Noncompetes and Races to Courthouses

An increasingly common scenario in the world of noncompete enforcement is the so-called “race to the courthouse,” where parallel actions are brought in separate jurisdictions about the same dispute. In one case, the former employer seeks enforcement of the noncompete. In the other, the employee and his or her new employer seek an order declaring that the noncompete is unenforceable. Many of these situations involve California as the location of the new employer. Upon hiring the employee, the California-based employer will immediately seek a “declaration” from a California state court judge (these are called “declaratory judgment” actions) that the non-competition provision is unenforceable under California law and therefore it is okay to hire the employee. The advantage of this approach is that California precedent supports a holding that would disregard the law of the state in which the employee previously worked, even if the contract contained a provision (a “choice of law” clause) stating that a particular state’s law would apply to disputes under the contract.

Often in these instances, it will be argued that the dispute should be adjudicated in the court where the first lawsuit was filed. This is sometimes called the “first filed” rule, and Massachusetts courts generally have followed it. Thus, we get a “race to the courthouse”: the party that files first gets to dictate what court will decide the dispute.

I mention all of this as background for discussion of a Massachusetts case, Ethicon Endo-Surgery, Inc. v. Pemberton and Intuitive Surgical, Inc., decided in late 2010 (but only recently brought to my attention), in which Judge Lauriat of the Superior Court’s Business Litigation Session had occasion to consider the “first filed” rule in the context of a non-compete dispute with some connection to Massachusetts, California, Ohio, New Jersey, New Hampshire and Maine.

The employee, Pemberton, had been employed by Ethicon Endo-Surgery (EES), an Ohio-based medical device company that is a subsidiary of Johnson & Johnson, a New Jersey company. Pemberton was involved first in sales and then later in educational/training activities for EES customers. He worked in northern MA, NH and Maine. He left EES in October, 2010 and was hired by Intuitive Surgical, a Delaware corporation with a principal place of business in California, where he was to be a sales manager based in the Boston area.

On his last day, Pemberton told EES he was going to work for Intuitive. The next day, Intuitive and Pemberton served EES with a California-based declaratory judgment action. Four days later, EES sued in Massachusetts state court to enforce Pemberton’s 18-month non-competition restriction.

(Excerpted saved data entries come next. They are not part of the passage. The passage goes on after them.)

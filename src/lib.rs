pub mod aggregate;
pub mod canonical;
pub mod cli;
pub mod coerce;
pub mod config;
pub mod data;
pub mod defaults;
pub mod derive;
pub mod error;
pub mod expr;
pub mod filter;
pub mod frame;
pub mod io_utils;
pub mod mapping;
pub mod mappings_cmd;
pub mod metadata;
pub mod platform;
pub mod provider;
pub mod resolve;
pub mod retry;
pub mod source;
pub mod standardize;
pub mod table;

use std::{env, sync::OnceLock};

use anyhow::Result;
use clap::Parser;
use log::LevelFilter;

use crate::cli::{Cli, Commands};

pub use crate::{
    config::StandardizerConfig,
    error::ConfigError,
    frame::CanonicalFrame,
    metadata::{MetadataSink, RunMetadata},
    provider::TableProvider,
    source::SourceTable,
    standardize::{StandardizeOutput, Standardizer},
};

static LOGGER: OnceLock<()> = OnceLock::new();

fn init_logging() {
    LOGGER.get_or_init(|| {
        let mut builder = env_logger::Builder::from_env(env_logger::Env::default());
        if env::var("RUST_LOG").is_err() {
            builder.filter_module("schema_standardizer", LevelFilter::Info);
        }
        let _ = builder.format_timestamp_millis().try_init();
    });
}

pub fn run() -> Result<()> {
    init_logging();
    let cli = Cli::parse();
    match cli.command {
        Commands::Standardize(args) => standardize::execute(&args),
        Commands::Mappings(args) => mappings_cmd::execute(&args),
        Commands::Platforms => mappings_cmd::execute_platforms(),
    }
}
//! Default filling.
//!
//! Counts default to 0 and money to 0.0; every other type defaults to null.
//! The policy applies to unresolved fields and to null cells of additive
//! fields. `full_name` is the one field that can be synthesized from two
//! other columns, and only when it did not resolve on its own.

use crate::{
    canonical::FieldType,
    data::Value,
    frame::{CanonicalFrame, ColumnOrigin},
    resolve::Resolution,
};

pub const FULL_NAME: &str = "full_name";
const FIRST_NAME: &str = "first_name";
const LAST_NAME: &str = "last_name";

pub fn default_for(field_type: FieldType) -> Option<Value> {
    match field_type {
        FieldType::Count => Some(Value::Integer(0)),
        FieldType::Money => Some(Value::Float(0.0)),
        _ => None,
    }
}

/// Joins the trimmed, non-empty name parts with one space.
pub fn synthesize_full_name(first: Option<&Value>, last: Option<&Value>) -> Option<Value> {
    let parts = [first, last]
        .into_iter()
        .flatten()
        .map(|value| value.as_display().trim().to_string())
        .filter(|part| !part.is_empty())
        .collect::<Vec<_>>();
    if parts.is_empty() {
        None
    } else {
        Some(Value::String(parts.join(" ")))
    }
}

/// Fills defaults across the whole frame. Returns the canonical fields that
/// were filled entirely from the default policy.
pub fn fill_defaults(frame: &mut CanonicalFrame, resolution: &Resolution) -> Vec<String> {
    let mut defaulted = Vec::new();
    for (idx, column) in frame.columns.iter().enumerate() {
        if column.origin != ColumnOrigin::Mapped {
            continue;
        }
        let Some(field_type) = column.field_type else {
            continue;
        };
        let resolved = resolution.is_resolved(&column.name);
        if !resolved {
            defaulted.push(column.name.clone());
        }
        if let Some(default) = default_for(field_type) {
            for row in &mut frame.rows {
                if row[idx].is_none() {
                    row[idx] = Some(default.clone());
                }
            }
        }
    }

    if resolution.is_resolved(FULL_NAME) {
        return defaulted;
    }
    if let (Some(target), Some(first), Some(last)) = (
        frame.column_index(FULL_NAME),
        frame.column_index(FIRST_NAME),
        frame.column_index(LAST_NAME),
    ) {
        for row in &mut frame.rows {
            row[target] = synthesize_full_name(row[first].as_ref(), row[last].as_ref());
        }
    }
    defaulted
}
//! Ad performance exports. REST field names come first, then flattened
//! report aliases.

use super::{FieldMapping, ValueTransform::MicrosToUnits};
use crate::platform::{Platform, ResourceType};

static GOOGLE_ADS_CAMPAIGNS: &[FieldMapping] = fields![
    "date" => [col!("segments_date"), col!("segments.date"), col!("date"), col!("day")],
    "account_id" => [col!("customer_id"), col!("customer.id"), col!("account_id")],
    "campaign_id" => [col!("campaign_id"), col!("campaign.id")],
    "campaign_name" => [col!("campaign_name"), col!("campaign.name")],
    "ad_group_id" => [col!("ad_group_id"), col!("ad_group.id")],
    "ad_group_name" => [col!("ad_group_name"), col!("ad_group.name")],
    "ad_id" => [col!("ad_group_ad_ad_id"), col!("ad_group_ad.ad.id"), col!("ad_id")],
    "device_type" => [col!("segments_device"), col!("segments.device"), col!("device")],
    "currency" => [col!("customer_currency_code"), col!("customer.currency_code"), col!("currency_code")],
    "impressions" => [col!("impressions"), col!("metrics_impressions"), col!("metrics.impressions")],
    "clicks" => [col!("clicks"), col!("metrics_clicks"), col!("metrics.clicks")],
    "spend" => [
        col!("cost_micros", MicrosToUnits),
        col!("metrics_cost_micros", MicrosToUnits),
        col!("metrics.cost_micros", MicrosToUnits),
        col!("cost"),
        col!("spend"),
    ],
    "conversions" => [col!("conversions"), col!("metrics_conversions"), col!("metrics.conversions")],
    "conversion_value" => [
        col!("conversions_value"),
        col!("metrics_conversions_value"),
        col!("metrics.conversions_value"),
        col!("conversion_value"),
    ],
];

static GOOGLE_ADS_KEYWORDS: &[FieldMapping] = fields![
    "date" => [col!("segments_date"), col!("segments.date"), col!("date")],
    "account_id" => [col!("customer_id"), col!("customer.id")],
    "campaign_id" => [col!("campaign_id"), col!("campaign.id")],
    "campaign_name" => [col!("campaign_name"), col!("campaign.name")],
    "ad_group_id" => [col!("ad_group_id"), col!("ad_group.id")],
    "ad_group_name" => [col!("ad_group_name"), col!("ad_group.name")],
    "ad_id" => [col!("ad_group_criterion_criterion_id"), col!("ad_group_criterion.criterion_id")],
    "keyword" => [
        col!("ad_group_criterion_keyword_text"),
        col!("ad_group_criterion.keyword.text"),
        col!("keyword_text"),
        col!("keyword"),
    ],
    "device_type" => [col!("segments_device"), col!("segments.device")],
    "currency" => [col!("customer_currency_code"), col!("currency_code")],
    "impressions" => [col!("impressions"), col!("metrics_impressions")],
    "clicks" => [col!("clicks"), col!("metrics_clicks")],
    "spend" => [
        col!("cost_micros", MicrosToUnits),
        col!("metrics_cost_micros", MicrosToUnits),
        col!("cost"),
    ],
    "conversions" => [col!("conversions"), col!("metrics_conversions")],
    "conversion_value" => [col!("conversions_value"), col!("metrics_conversions_value")],
];

static FACEBOOK_ADS: &[FieldMapping] = fields![
    "date" => [col!("date_start"), col!("date")],
    "account_id" => [col!("account_id")],
    "campaign_id" => [col!("campaign_id")],
    "campaign_name" => [col!("campaign_name")],
    "ad_group_id" => [col!("adset_id")],
    "ad_group_name" => [col!("adset_name")],
    "ad_id" => [col!("ad_id")],
    "device_type" => [col!("device_platform"), col!("impression_device")],
    "currency" => [col!("account_currency"), col!("currency")],
    "impressions" => [col!("impressions")],
    "clicks" => [col!("clicks"), col!("inline_link_clicks")],
    "spend" => [col!("spend")],
    "conversions" => [col!("conversions"), col!("purchases")],
    "conversion_value" => [col!("conversion_values"), col!("purchase_value"), col!("action_values_purchase")],
];

static LINKEDIN_ADS: &[FieldMapping] = fields![
    "date" => [col!("date"), col!("start_date"), col!("day")],
    "account_id" => [col!("account_id"), col!("sponsored_account_id")],
    "campaign_id" => [col!("campaign_id"), col!("sponsored_campaign_id")],
    "campaign_name" => [col!("campaign_name")],
    "ad_group_id" => [col!("campaign_group_id"), col!("sponsored_campaign_group_id")],
    "ad_group_name" => [col!("campaign_group_name")],
    "ad_id" => [col!("creative_id")],
    "currency" => [col!("currency"), col!("currency_code")],
    "impressions" => [col!("impressions")],
    "clicks" => [col!("clicks"), col!("landing_page_clicks")],
    "spend" => [col!("cost_in_local_currency"), col!("cost_in_usd"), col!("spend")],
    "conversions" => [col!("external_website_conversions"), col!("conversions")],
    "conversion_value" => [col!("conversion_value_in_local_currency"), col!("conversion_value")],
];

static TIKTOK_ADS: &[FieldMapping] = fields![
    "date" => [col!("stat_time_day"), col!("date")],
    "account_id" => [col!("advertiser_id")],
    "campaign_id" => [col!("campaign_id")],
    "campaign_name" => [col!("campaign_name")],
    "ad_group_id" => [col!("adgroup_id")],
    "ad_group_name" => [col!("adgroup_name")],
    "ad_id" => [col!("ad_id")],
    "device_type" => [col!("platform"), col!("device")],
    "currency" => [col!("currency")],
    "impressions" => [col!("impressions")],
    "clicks" => [col!("clicks")],
    "spend" => [col!("spend"), col!("cost")],
    "conversions" => [col!("conversion"), col!("conversions")],
    "conversion_value" => [col!("total_purchase_value"), col!("conversion_value")],
];

static MICROSOFT_ADS: &[FieldMapping] = fields![
    "date" => [col!("TimePeriod"), col!("Date"), col!("date")],
    "account_id" => [col!("AccountId"), col!("account_id")],
    "campaign_id" => [col!("CampaignId"), col!("campaign_id")],
    "campaign_name" => [col!("CampaignName"), col!("campaign_name")],
    "ad_group_id" => [col!("AdGroupId")],
    "ad_group_name" => [col!("AdGroupName")],
    "ad_id" => [col!("AdId"), col!("KeywordId")],
    "keyword" => [col!("Keyword")],
    "device_type" => [col!("DeviceType")],
    "currency" => [col!("CurrencyCode")],
    "impressions" => [col!("Impressions"), col!("impressions")],
    "clicks" => [col!("Clicks"), col!("clicks")],
    "spend" => [col!("Spend"), col!("spend")],
    "conversions" => [col!("Conversions"), col!("conversions")],
    "conversion_value" => [col!("Revenue"), col!("ConversionValue")],
];

pub(super) fn fields(
    platform: Platform,
    resource: ResourceType,
) -> Option<&'static [FieldMapping]> {
    use ResourceType as R;
    match (platform, resource) {
        (Platform::GoogleAds, R::Campaigns | R::AdGroups) => Some(GOOGLE_ADS_CAMPAIGNS),
        (Platform::GoogleAds, R::Keywords) => Some(GOOGLE_ADS_KEYWORDS),
        (Platform::FacebookAds, R::Campaigns | R::AdGroups) => Some(FACEBOOK_ADS),
        (Platform::LinkedinAds, R::Campaigns | R::AdGroups) => Some(LINKEDIN_ADS),
        (Platform::TiktokAds, R::Campaigns | R::AdGroups) => Some(TIKTOK_ADS),
        (Platform::MicrosoftAds, R::Campaigns | R::AdGroups | R::Keywords) => Some(MICROSOFT_ADS),
        _ => None,
    }
}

Not surprisingly, Pemberton and Intuitive argued that the “first filed” rule required dismissal of the Massachusetts case, with the expectation that the California court would invalidate the noncompete. But based on the facts of the case, Judge Lauriat was not willing to follow that rule. As it turned out, Pemberton gave EES more than a month of notice of his departure, but he didn’t say where he was going and told EES he was still “working out the details.” He informed EES that he was going to Intuitive only on his last day of work. Meanwhile, unbeknownst to EES, weeks before his last day, Pemberton already had signed an offer letter from Intuitive and he and Intuitive already had filed a declaratory judgment action in California. They simply waited to serve the papers on EES until the day after Pemberton’s last day of work at EES.

Judge Lauriat stated that he could “not condone Intuitive’s behavior” by applying the first-filed rule. He noted that that the situation could not even be called a “race to the courthouse,” because EES didn’t even know there was a race until Intuitive and Pemberton “had already crossed the finish line and hoisted the trophy.”

So, Judge Lauriat kept the case and decided EES’s preliminary injunction motion on the merits. He rejected Intuitive’s argument that California law should trump the parties’ choice of New Jersey law in the contract, finding that either New Jersey or Massachusetts had an equal or greater interest in the dispute given the contacts with those states. He then gave short shrift to Pemberton’s argument that the companies were not competitors. He did find that the nationwide scope of the restriction was too broad, and scaled it back to Maine, New Hampshire and Massachusetts. Finally, in balancing the equities/hardships for each party, Judge Lauriat was swayed by the fact that the contract required that EES would compensate Pemberton for every month in which he could not work due to the non-competition agreement. The fact that Pemberton could have made more money at Intuitive did not change the judge’s view.

Injunction granted, despite the employee’s and new employer’s best laid plans to take advantage of California law.

The lesson? Massachusetts courts are not going to be willing to defer to a California court in a non-compete case where it appears to the judge that the parties engaged in subterfuge or manipulation to get a case filed in that state.